Task description:
From the records below, copy the lines that include "clone".
#### Data in this exercise ####
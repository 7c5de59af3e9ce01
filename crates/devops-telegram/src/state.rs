//! State shared by the Telegram handlers and the callback server.

use std::sync::Arc;

use devops_client::{ConnectionFactory, OAuthClient, VstsService};
use devops_core::{BotConfig, TelemetrySink};
use devops_dialogs::{dialogs, Channel, ConversationStore, DialogError, RootDialog};
use devops_models::{Activity, ChannelAccount};
use tracing::{debug, warn};

/// Everything a turn needs.
pub struct BotState {
    pub root: RootDialog,
    pub store: ConversationStore,
    pub service: VstsService,
    pub oauth: Option<OAuthClient>,
    /// The bot's own account, the recipient of every activity.
    pub me: ChannelAccount,
}

impl BotState {
    /// Wires the router, dialogs and facade together.
    pub fn new(
        config: &BotConfig,
        me: ChannelAccount,
        factory: Arc<dyn ConnectionFactory>,
        telemetry: Arc<dyn TelemetrySink>,
        store: ConversationStore,
    ) -> Self {
        let service = VstsService::new(factory);
        let oauth = config.oauth.clone().map(OAuthClient::new);
        let registry = Arc::new(dialogs::default_registry(service.clone(), oauth.clone()));
        let root = RootDialog::new(registry, telemetry, config.eula_url.clone());

        Self {
            root,
            store,
            service,
            oauth,
            me,
        }
    }

    /// Runs one turn: loads the conversation state, routes the activity and
    /// stores the state again, also when a dialog failed. Rejected activities
    /// leave the store untouched.
    pub async fn handle_activity(
        &self,
        activity: &Activity,
        channel: &dyn Channel,
    ) -> devops_dialogs::Result<()> {
        let conversation_id = activity.conversation.id.as_str();
        let mut state = self.store.get(conversation_id).await;

        let result = self.root.handle(activity, channel, &mut state).await;
        if let Err(DialogError::InvalidArgument(_)) = result {
            return result;
        }

        if let Err(e) = self.store.put(conversation_id, state).await {
            warn!(conversation_id, error = %e, "Failed to save conversation state");
        }
        debug!(conversation_id, ok = result.is_ok(), "Turn finished");
        result
    }
}

#[cfg(test)]
mod tests {
    use super::*;
    use devops_client::{ClientError, MockConnectionFactory};
    use devops_core::NoopTelemetry;
    use devops_dialogs::{ConversationState, DialogStep, MemoryChannel, SignIn};
    use devops_models::{ApprovalStatus, ConversationRef, Profile};

    fn config() -> BotConfig {
        BotConfig::from_lookup(|name| (name == "TELEGRAM_BOT_TOKEN").then(|| "t".to_string()))
            .unwrap()
    }

    fn state(factory: MockConnectionFactory) -> BotState {
        BotState::new(
            &config(),
            ChannelAccount::new("99", "devops_bot"),
            Arc::new(factory),
            Arc::new(NoopTelemetry),
            ConversationStore::in_memory(),
        )
    }

    #[tokio::test]
    async fn test_turn_saves_dialog_state() {
        let bot = state(MockConnectionFactory::default());
        let channel = MemoryChannel::new();
        let activity = Activity::message(
            ConversationRef::new("42"),
            ChannelAccount::new("7", "Ada"),
            bot.me.clone(),
            "help",
        );

        bot.handle_activity(&activity, &channel).await.unwrap();

        assert_eq!(channel.replies_to("42").len(), 1);
        assert_eq!(bot.store.len().await, 1);
    }

    #[tokio::test]
    async fn test_failed_turn_still_saves_state() {
        let factory = MockConnectionFactory::default();
        let bot = state(factory.clone());
        let channel = MemoryChannel::new();
        let conversation = ConversationState {
            sign_in: Some(SignIn::new("tok", Profile::new("me", "Me"))),
            account: Some("contoso".into()),
            team_project: Some("Fabrikam".into()),
            ..Default::default()
        };
        bot.store.put("42", conversation).await.unwrap();
        factory.fail_next(ClientError::Http("connection reset".into()));

        let activity = Activity::message(
            ConversationRef::new("42"),
            ChannelAccount::new("7", "Ada"),
            bot.me.clone(),
            "builds",
        );
        let err = bot.handle_activity(&activity, &channel).await.unwrap_err();

        assert!(matches!(err, DialogError::Client(_)));
        assert_eq!(bot.store.get("42").await.account.as_deref(), Some("contoso"));
        assert!(bot.oauth.is_none());
    }

    #[tokio::test]
    async fn test_help_works_after_failed_approval() {
        let bot = state(MockConnectionFactory::default());
        let channel = MemoryChannel::new();
        let conversation = ConversationState {
            sign_in: Some(SignIn::new("tok", Profile::new("me", "Me"))),
            account: Some("contoso".into()),
            team_project: Some("Fabrikam".into()),
            active_dialog: Some("approvals".into()),
            step: Some(DialogStep::ApprovalComment {
                approval_id: 5,
                status: ApprovalStatus::Rejected,
            }),
            ..Default::default()
        };
        bot.store.put("42", conversation).await.unwrap();
        let say = |text: &str| {
            Activity::message(
                ConversationRef::new("42"),
                ChannelAccount::new("7", "Ada"),
                bot.me.clone(),
                text,
            )
        };

        let err = bot.handle_activity(&say("wrong build"), &channel).await.unwrap_err();
        assert!(matches!(err, DialogError::Client(ref e) if e.is_not_found()));
        assert!(bot.store.get("42").await.active_dialog.is_none());

        bot.handle_activity(&say("help"), &channel).await.unwrap();
        let menu = channel.replies_to("42").pop().unwrap();
        assert_eq!(menu.as_card().unwrap().title, "What can I do for you?");
    }
}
####
Output of the exercise:
        let oauth = config.oauth.clone().map(OAuthClient::new);
        let registry = Arc::new(dialogs::default_registry(service.clone(), oauth.clone()));
        let root = RootDialog::new(registry, telemetry, config.eula_url.clone());
            bot.me.clone(),
        let bot = state(factory.clone());
            bot.me.clone(),
                bot.me.clone(),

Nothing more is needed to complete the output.